- _DESCRIPTION OF THE TASK_
Given the entries that follow, write out exactly the lines starting at the one containing "its time budget." and ending at the one containing "key that is", both ends included, and only those.

=== SUPPLIED RECORDS ===

use serde::{Deserialize, Serialize};

/// Timeout applied when a request does not carry one.
pub const DEFAULT_TIMEOUT_MS: u64 = 3000;

fn default_timeout_ms() -> u64 {
    DEFAULT_TIMEOUT_MS
}

/// A single code submission, as sent from the host to a worker.
#[derive(Debug, Clone, PartialEq, Serialize, Deserialize)]
#[serde(rename_all = "camelCase")]
pub struct ExecutionRequest {
    pub id: String,
    pub code: String,
    #[serde(default = "default_timeout_ms")]
    pub timeout_ms: u64,
    #[serde(default)]
    pub instrument: bool,
}

impl ExecutionRequest {
    pub fn new(id: impl Into<String>, code: impl Into<String>) -> Self {
        Self {
            id: id.into(),
            code: code.into(),
            timeout_ms: DEFAULT_TIMEOUT_MS,
            instrument: false,
        }
    }

    pub fn with_timeout_ms(mut self, timeout_ms: u64) -> Self {
        self.timeout_ms = timeout_ms;
        self
    }

    pub fn with_instrument(mut self, instrument: bool) -> Self {
        self.instrument = instrument;
        self
    }
}

/// Console method a log entry was emitted through.
#[derive(Debug, Clone, Copy, PartialEq, Eq, Hash, Serialize, Deserialize)]
#[serde(rename_all = "lowercase")]
pub enum LogKind {
    Log,
    Warn,
    Error,
    Info,
}

impl LogKind {
    pub const ALL: [LogKind; 4] = [Self::Log, Self::Warn, Self::Error, Self::Info];

    pub fn as_str(self) -> &'static str {
        match self {
            Self::Log => "log",
            Self::Warn => "warn",
            Self::Error => "error",
            Self::Info => "info",
        }
    }
}

impl std::fmt::Display for LogKind {
    fn fmt(&self, f: &mut std::fmt::Formatter<'_>) -> std::fmt::Result {
        f.write_str(self.as_str())
    }
}

/// One console call made by user code.
///
/// `timestamp_ms` is measured from the start of the run on a monotonic clock.
#[derive(Debug, Clone, PartialEq, Serialize, Deserialize)]
pub struct LogEntry {
    #[serde(rename = "type")]
    pub kind: LogKind,
    #[serde(rename = "content")]
    pub text: String,
    #[serde(rename = "timestamp")]
    pub timestamp_ms: f64,
}

/// One instrumented statement reached during a run.
#[derive(Debug, Clone, PartialEq, Serialize, Deserialize)]
#[serde(from = "WireTraceEvent", into = "WireTraceEvent")]
pub struct TraceEvent {
    pub timestamp_ms: f64,
    /// 1-indexed line in the submitted source.
    pub line: u32,
    pub snippet: String,
}

#[derive(Serialize, Deserialize)]
struct TraceData {
    line: u32,
}

/// `{ t, label, data: { line } }` as consumed by the debugger and profiler views.
#[derive(Serialize, Deserialize)]
struct WireTraceEvent {
    t: f64,
    label: String,
    #[serde(default, skip_serializing_if = "Option::is_none")]
    data: Option<TraceData>,
}

impl From<WireTraceEvent> for TraceEvent {
    fn from(wire: WireTraceEvent) -> Self {
        Self {
            timestamp_ms: wire.t,
            line: wire.data.map(|d| d.line).unwrap_or_default(),
            snippet: wire.label,
        }
    }
}

impl From<TraceEvent> for WireTraceEvent {
    fn from(event: TraceEvent) -> Self {
        Self {
            t: event.timestamp_ms,
            label: event.snippet,
            data: Some(TraceData { line: event.line }),
        }
    }
}

/// Discriminator for the `error` string of a result.
#[derive(Debug, Clone, Copy, PartialEq, Eq, Serialize, Deserialize)]
#[serde(rename_all = "lowercase")]
pub enum ErrorKind {
    /// Source failed to compile as a function body.
    Syntax,
    /// Exception thrown or promise rejected while running.
    Runtime,
    /// Host-synthesized: the worker exceeded its time budget.
    Timeout,
    /// A produced value could not be transported.
    Serialization,
    /// Host-synthesized: the caller cancelled the request.
    Cancelled,
    /// Host-synthesized: the worker could not be started or died.
    Worker,
}

/// Outcome of one request. Exactly one is produced per request id.
#[derive(Debug, Clone, PartialEq, Serialize, Deserialize)]
#[serde(rename_all = "camelCase")]
pub struct ExecutionResult {
    pub id: String,
    #[serde(default)]
    pub logs: Vec<LogEntry>,
    /// `None` when the code returned `undefined`; a returned `null` is
    /// `Some(Value::Null)`.
    #[serde(
        default,
        deserialize_with = "present_value",
        skip_serializing_if = "Option::is_none"
    )]
    pub result: Option<serde_json::Value>,
    #[serde(default, skip_serializing_if = "Option::is_none")]
    pub error: Option<String>,
    #[serde(default, skip_serializing_if = "Option::is_none")]
    pub error_kind: Option<ErrorKind>,
    pub duration_ms: f64,
    #[serde(default, skip_serializing_if = "Option::is_none")]
    pub timeline: Option<Vec<TraceEvent>>,
}

/// A key that is present always yields `Some`, so JSON `null` survives.
fn present_value<'de, D>(deserializer: D) -> Result<Option<serde_json::Value>, D::Error>
where
    D: serde::Deserializer<'de>,
{
    serde_json::Value::deserialize(deserializer).map(Some)
}

impl ExecutionResult {
    /// A result carrying no output, only an error. Used for outcomes the host
    /// synthesizes when the worker never answers.
    pub fn failed(
        id: impl Into<String>,
        kind: ErrorKind,
        message: impl Into<String>,
        duration_ms: f64,
    ) -> Self {
        Self {
            id: id.into(),
            logs: Vec::new(),
            result: None,
            error: Some(message.into()),
            error_kind: Some(kind),
            duration_ms: duration_ms.max(0.0),
            timeline: None,
        }
    }

    pub fn is_ok(&self) -> bool {
        self.error.is_none()
    }
}

#[cfg(test)]
mod tests {
    use super::*;
    use serde_json::json;

    #[test]
    fn request_defaults_apply_when_fields_missing() {
        let req: ExecutionRequest =
            serde_json::from_value(json!({"id": "r1", "code": "1"})).unwrap();
        assert_eq!(req.timeout_ms, DEFAULT_TIMEOUT_MS);
        assert!(!req.instrument);
    }

    #[test]
    fn request_uses_camel_case_fields() {
        let req = ExecutionRequest::new("r2", "x")
            .with_timeout_ms(200)
            .with_instrument(true);
        let value = serde_json::to_value(&req).unwrap();
        assert_eq!(value["timeoutMs"], 200);
        assert_eq!(value["instrument"], true);
    }

    #[test]
    fn log_entry_wire_shape() {
        let entry = LogEntry {
            kind: LogKind::Warn,
            text: "careful".into(),
            timestamp_ms: 1.5,
        };
        let value = serde_json::to_value(&entry).unwrap();
        assert_eq!(value, json!({"type": "warn", "content": "careful", "timestamp": 1.5}));
    }

    #[test]
    fn trace_event_wire_shape() {
        let event = TraceEvent {
            timestamp_ms: 0.25,
            line: 3,
            snippet: "console.log(y);".into(),
        };
        let value = serde_json::to_value(&event).unwrap();
        assert_eq!(
            value,
            json!({"t": 0.25, "label": "console.log(y);", "data": {"line": 3}})
        );
        let back: TraceEvent = serde_json::from_value(value).unwrap();
        assert_eq!(back, event);
    }

    #[test]
    fn trace_event_without_data_has_line_zero() {
        let event: TraceEvent = serde_json::from_value(json!({"t": 1.0, "label": "x"})).unwrap();
        assert_eq!(event.line, 0);
    }

    #[test]
    fn result_omits_absent_optionals() {
        let result = ExecutionResult {
            id: "a".into(),
            logs: Vec::new(),
            result: None,
            error: None,
            error_kind: None,
            duration_ms: 0.5,
            timeline: None,
        };
        let value = serde_json::to_value(&result).unwrap();
        assert_eq!(value, json!({"id": "a", "logs": [], "durationMs": 0.5}));
    }

    #[test]
    fn null_result_is_distinct_from_missing_result() {
        let null: ExecutionResult =
            serde_json::from_value(json!({"id": "n", "result": null, "durationMs": 1.0})).unwrap();
        assert_eq!(null.result, Some(serde_json::Value::Null));

        let missing: ExecutionResult =
            serde_json::from_value(json!({"id": "m", "durationMs": 1.0})).unwrap();
        assert_eq!(missing.result, None);
    }

    #[test]
    fn failed_result_clamps_negative_duration() {
        let result = ExecutionResult::failed("b", ErrorKind::Timeout, "timed out", -3.0);
        assert_eq!(result.duration_ms, 0.0);
        assert_eq!(result.error_kind, Some(ErrorKind::Timeout));
        assert!(!result.is_ok());
        let value = serde_json::to_value(&result).unwrap();
        assert_eq!(value["errorKind"], "timeout");
    }
}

===

- _RESPONSE_
    /// Host-synthesized: the worker exceeded its time budget.
    Timeout,
    /// A produced value could not be transported.
    Serialization,
    /// Host-synthesized: the caller cancelled the request.
    Cancelled,
    /// Host-synthesized: the worker could not be started or died.
    Worker,
}

/// Outcome of one request. Exactly one is produced per request id.
#[derive(Debug, Clone, PartialEq, Serialize, Deserialize)]
#[serde(rename_all = "camelCase")]
pub struct ExecutionResult {
    pub id: String,
    #[serde(default)]
    pub logs: Vec<LogEntry>,
    /// `None` when the code returned `undefined`; a returned `null` is
    /// `Some(Value::Null)`.
    #[serde(
        default,
        deserialize_with = "present_value",
        skip_serializing_if = "Option::is_none"
    )]
    pub result: Option<serde_json::Value>,
    #[serde(default, skip_serializing_if = "Option::is_none")]
    pub error: Option<String>,
    #[serde(default, skip_serializing_if = "Option::is_none")]
    pub error_kind: Option<ErrorKind>,
    pub duration_ms: f64,
    #[serde(default, skip_serializing_if = "Option::is_none")]
    pub timeline: Option<Vec<TraceEvent>>,
}

/// A key that is present always yields `Some`, so JSON `null` survives.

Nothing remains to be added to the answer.